Given records »
===
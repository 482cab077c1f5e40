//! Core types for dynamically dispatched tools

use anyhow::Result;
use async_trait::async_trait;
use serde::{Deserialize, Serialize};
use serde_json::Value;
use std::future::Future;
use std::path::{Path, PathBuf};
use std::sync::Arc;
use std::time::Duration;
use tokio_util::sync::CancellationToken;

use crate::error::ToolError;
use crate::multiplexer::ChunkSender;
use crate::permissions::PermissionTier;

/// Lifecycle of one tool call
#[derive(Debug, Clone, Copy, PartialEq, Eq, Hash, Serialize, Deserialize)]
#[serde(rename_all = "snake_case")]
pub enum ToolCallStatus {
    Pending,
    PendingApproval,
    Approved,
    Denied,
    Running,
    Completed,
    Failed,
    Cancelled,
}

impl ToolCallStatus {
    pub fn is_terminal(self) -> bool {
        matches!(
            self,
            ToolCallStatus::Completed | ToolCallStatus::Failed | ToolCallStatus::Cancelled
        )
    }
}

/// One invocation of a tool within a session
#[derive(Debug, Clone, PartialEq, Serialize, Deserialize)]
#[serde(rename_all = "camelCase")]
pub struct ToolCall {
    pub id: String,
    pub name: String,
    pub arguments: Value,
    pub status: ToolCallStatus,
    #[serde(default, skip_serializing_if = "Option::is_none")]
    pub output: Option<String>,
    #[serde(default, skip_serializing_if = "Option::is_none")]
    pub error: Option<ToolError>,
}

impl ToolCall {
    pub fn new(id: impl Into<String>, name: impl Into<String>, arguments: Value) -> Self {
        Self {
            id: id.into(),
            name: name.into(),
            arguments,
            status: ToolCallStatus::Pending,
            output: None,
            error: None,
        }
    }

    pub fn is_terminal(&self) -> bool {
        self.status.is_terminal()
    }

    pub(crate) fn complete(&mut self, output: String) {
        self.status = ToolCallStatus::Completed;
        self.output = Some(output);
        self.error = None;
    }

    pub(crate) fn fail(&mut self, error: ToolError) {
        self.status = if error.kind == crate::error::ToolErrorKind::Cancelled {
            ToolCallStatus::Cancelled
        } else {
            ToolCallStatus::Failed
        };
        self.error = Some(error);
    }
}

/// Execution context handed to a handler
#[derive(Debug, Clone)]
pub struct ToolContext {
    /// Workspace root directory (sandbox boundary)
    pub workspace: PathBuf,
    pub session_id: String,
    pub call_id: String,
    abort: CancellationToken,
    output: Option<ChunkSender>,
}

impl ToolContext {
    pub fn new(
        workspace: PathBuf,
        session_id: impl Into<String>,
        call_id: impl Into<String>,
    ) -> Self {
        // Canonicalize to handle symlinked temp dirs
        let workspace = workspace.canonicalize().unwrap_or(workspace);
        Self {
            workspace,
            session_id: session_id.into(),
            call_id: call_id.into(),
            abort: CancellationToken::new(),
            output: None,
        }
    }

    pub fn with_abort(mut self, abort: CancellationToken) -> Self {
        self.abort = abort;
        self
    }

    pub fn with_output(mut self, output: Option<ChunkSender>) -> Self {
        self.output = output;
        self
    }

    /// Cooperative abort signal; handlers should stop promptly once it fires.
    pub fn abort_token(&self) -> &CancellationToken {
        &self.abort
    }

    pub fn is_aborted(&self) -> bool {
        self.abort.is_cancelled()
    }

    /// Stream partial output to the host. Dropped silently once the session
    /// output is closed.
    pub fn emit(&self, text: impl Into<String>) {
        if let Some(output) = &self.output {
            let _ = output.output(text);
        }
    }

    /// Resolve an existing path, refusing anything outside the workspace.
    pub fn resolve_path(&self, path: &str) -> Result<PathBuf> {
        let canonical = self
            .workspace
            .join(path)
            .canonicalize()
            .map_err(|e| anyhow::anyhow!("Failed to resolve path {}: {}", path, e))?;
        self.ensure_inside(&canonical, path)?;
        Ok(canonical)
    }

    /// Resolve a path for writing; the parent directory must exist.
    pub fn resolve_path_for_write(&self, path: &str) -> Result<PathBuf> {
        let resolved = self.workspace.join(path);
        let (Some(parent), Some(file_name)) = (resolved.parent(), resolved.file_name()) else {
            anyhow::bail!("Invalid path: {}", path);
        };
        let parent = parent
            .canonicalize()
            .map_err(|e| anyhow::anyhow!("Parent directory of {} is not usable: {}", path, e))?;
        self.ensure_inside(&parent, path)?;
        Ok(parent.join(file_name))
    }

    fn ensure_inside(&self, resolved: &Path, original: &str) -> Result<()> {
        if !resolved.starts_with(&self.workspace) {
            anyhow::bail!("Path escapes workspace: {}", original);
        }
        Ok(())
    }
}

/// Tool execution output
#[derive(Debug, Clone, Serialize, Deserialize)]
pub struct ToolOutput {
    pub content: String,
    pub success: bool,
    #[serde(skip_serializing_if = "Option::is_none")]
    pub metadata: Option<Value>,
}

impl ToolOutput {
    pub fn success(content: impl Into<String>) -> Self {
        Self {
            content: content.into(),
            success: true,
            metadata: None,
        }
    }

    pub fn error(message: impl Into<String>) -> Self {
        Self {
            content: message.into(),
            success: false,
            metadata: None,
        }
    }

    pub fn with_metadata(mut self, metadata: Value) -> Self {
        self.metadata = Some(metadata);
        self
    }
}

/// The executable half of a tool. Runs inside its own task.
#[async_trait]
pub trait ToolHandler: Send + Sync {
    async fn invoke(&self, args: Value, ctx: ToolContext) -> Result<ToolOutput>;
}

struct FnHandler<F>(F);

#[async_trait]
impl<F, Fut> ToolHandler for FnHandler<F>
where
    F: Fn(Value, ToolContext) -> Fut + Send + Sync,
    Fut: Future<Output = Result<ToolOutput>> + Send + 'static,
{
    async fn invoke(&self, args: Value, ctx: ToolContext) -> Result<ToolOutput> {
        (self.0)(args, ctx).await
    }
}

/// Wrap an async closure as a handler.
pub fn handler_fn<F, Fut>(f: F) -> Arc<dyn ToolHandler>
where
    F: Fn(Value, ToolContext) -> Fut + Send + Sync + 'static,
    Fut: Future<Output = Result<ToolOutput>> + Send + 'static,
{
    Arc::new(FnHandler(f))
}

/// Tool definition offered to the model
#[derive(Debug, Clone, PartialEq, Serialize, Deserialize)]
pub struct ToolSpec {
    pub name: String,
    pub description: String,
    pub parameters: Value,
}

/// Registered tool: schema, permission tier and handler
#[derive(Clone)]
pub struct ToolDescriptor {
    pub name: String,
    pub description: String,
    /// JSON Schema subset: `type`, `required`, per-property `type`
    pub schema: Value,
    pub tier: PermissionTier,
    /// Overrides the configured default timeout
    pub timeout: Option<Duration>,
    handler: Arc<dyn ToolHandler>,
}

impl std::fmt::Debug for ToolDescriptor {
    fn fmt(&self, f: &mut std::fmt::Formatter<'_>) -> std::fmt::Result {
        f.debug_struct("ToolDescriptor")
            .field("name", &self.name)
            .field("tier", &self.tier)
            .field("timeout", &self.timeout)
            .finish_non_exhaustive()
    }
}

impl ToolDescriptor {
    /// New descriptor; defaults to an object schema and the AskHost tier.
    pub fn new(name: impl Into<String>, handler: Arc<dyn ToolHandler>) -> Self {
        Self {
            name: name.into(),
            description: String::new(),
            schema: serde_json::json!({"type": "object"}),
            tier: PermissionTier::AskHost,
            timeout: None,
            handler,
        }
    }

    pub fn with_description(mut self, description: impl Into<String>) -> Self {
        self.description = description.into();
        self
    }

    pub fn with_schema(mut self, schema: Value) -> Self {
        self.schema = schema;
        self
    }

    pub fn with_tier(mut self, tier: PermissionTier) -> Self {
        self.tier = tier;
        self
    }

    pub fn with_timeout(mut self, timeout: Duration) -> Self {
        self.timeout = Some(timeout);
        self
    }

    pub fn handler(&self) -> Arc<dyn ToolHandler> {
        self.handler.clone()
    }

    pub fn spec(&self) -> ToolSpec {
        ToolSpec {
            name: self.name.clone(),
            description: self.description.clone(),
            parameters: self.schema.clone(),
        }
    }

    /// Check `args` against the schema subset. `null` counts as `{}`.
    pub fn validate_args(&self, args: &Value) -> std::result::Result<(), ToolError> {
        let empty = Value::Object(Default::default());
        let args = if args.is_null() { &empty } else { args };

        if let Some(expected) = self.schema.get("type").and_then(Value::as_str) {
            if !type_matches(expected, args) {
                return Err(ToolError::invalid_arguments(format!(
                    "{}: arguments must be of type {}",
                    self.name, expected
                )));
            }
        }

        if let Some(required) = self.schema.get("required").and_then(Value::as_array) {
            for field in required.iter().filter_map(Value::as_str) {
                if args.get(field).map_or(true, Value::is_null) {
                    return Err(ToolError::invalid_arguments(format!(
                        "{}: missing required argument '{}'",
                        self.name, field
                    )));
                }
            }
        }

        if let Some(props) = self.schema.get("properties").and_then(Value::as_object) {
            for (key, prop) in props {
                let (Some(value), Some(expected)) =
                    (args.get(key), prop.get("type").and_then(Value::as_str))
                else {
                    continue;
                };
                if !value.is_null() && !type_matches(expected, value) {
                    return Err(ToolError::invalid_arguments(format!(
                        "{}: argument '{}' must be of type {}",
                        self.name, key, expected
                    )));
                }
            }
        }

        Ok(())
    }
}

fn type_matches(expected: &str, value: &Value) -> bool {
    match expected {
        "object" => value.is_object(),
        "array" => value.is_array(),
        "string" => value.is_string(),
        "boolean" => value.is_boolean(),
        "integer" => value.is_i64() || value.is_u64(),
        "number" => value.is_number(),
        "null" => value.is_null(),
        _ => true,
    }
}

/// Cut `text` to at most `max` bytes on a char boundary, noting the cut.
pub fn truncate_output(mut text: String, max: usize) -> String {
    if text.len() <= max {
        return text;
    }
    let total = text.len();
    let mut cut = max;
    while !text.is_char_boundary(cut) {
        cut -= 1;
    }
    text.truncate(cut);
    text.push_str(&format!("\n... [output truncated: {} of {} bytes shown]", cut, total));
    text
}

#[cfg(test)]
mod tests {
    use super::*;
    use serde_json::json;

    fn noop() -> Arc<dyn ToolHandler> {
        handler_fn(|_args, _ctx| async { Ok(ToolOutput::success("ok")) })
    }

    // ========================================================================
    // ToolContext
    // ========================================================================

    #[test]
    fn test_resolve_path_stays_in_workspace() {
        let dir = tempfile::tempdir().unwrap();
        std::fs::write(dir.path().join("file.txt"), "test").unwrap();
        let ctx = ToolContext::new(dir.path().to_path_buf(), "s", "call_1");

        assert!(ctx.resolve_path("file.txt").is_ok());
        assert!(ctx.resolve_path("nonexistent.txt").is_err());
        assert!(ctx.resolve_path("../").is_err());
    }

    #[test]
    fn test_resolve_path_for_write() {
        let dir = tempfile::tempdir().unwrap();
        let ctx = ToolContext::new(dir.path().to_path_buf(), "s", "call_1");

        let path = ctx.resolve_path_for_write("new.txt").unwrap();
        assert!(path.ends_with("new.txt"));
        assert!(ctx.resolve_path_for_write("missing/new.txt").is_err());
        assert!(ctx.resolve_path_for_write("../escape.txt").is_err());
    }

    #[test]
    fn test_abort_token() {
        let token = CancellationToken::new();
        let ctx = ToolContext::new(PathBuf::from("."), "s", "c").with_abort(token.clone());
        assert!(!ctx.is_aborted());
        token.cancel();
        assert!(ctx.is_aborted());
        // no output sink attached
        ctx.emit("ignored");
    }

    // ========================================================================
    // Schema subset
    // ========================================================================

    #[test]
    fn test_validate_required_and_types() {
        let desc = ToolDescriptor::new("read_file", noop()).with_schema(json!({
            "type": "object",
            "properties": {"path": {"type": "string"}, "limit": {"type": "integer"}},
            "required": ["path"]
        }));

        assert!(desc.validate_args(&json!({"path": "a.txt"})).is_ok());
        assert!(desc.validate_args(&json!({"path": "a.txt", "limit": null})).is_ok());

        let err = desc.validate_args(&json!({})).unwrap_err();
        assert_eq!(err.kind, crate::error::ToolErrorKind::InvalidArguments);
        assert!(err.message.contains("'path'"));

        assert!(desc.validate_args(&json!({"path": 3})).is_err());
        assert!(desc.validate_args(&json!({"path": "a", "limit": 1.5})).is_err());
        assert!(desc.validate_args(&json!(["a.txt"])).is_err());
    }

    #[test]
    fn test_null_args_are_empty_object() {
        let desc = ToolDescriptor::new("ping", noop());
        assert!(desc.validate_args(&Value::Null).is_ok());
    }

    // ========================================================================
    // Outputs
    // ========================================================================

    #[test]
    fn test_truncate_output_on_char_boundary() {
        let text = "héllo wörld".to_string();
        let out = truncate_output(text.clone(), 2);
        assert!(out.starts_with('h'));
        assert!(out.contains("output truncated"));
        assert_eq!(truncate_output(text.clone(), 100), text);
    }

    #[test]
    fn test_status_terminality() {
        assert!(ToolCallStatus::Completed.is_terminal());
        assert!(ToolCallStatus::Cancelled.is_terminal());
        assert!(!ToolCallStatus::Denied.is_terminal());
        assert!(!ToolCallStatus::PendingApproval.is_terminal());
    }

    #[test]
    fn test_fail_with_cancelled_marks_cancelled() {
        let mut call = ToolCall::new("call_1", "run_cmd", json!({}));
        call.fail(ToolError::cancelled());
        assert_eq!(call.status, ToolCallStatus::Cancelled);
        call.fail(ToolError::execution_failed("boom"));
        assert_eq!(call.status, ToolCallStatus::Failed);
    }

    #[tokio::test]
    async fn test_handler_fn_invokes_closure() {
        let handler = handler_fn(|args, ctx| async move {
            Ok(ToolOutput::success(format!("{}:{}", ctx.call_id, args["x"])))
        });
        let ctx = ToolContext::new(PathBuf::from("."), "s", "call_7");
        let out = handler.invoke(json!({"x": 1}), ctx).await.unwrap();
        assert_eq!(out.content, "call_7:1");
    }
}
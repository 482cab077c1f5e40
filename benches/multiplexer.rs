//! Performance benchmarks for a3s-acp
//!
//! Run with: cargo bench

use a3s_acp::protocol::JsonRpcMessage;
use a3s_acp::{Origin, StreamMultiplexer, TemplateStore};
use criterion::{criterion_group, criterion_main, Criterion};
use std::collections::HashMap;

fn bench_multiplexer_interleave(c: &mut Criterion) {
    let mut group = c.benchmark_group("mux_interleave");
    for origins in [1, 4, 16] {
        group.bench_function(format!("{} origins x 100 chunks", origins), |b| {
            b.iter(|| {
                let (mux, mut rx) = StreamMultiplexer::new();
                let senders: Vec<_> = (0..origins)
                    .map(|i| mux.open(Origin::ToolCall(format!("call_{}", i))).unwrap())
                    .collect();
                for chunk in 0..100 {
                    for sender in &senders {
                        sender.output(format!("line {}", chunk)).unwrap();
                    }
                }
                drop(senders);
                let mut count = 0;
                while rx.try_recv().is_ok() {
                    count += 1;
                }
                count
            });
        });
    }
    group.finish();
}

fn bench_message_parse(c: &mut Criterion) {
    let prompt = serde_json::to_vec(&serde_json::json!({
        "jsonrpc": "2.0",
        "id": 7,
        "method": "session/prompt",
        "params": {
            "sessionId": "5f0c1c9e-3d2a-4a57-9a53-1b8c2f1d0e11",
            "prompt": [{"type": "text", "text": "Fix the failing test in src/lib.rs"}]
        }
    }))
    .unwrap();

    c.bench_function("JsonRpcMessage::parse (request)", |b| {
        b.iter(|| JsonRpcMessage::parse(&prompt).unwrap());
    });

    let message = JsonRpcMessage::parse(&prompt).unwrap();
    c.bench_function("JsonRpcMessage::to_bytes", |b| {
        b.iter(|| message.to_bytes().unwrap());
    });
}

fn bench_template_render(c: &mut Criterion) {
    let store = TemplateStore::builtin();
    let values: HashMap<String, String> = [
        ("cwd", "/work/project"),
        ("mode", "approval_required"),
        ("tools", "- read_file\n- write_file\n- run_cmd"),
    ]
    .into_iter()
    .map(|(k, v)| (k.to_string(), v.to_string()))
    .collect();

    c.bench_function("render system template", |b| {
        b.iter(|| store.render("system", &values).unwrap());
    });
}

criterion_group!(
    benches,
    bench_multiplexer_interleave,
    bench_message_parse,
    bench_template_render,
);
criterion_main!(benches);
===
Problem statement »
If a line of the records above holds the word "timeout", show it.

Written response »
    /// Overrides the configured default timeout
    pub timeout: Option<Duration>,
            .field("timeout", &self.timeout)
            timeout: None,
    pub fn with_timeout(mut self, timeout: Duration) -> Self {
        self.timeout = Some(timeout);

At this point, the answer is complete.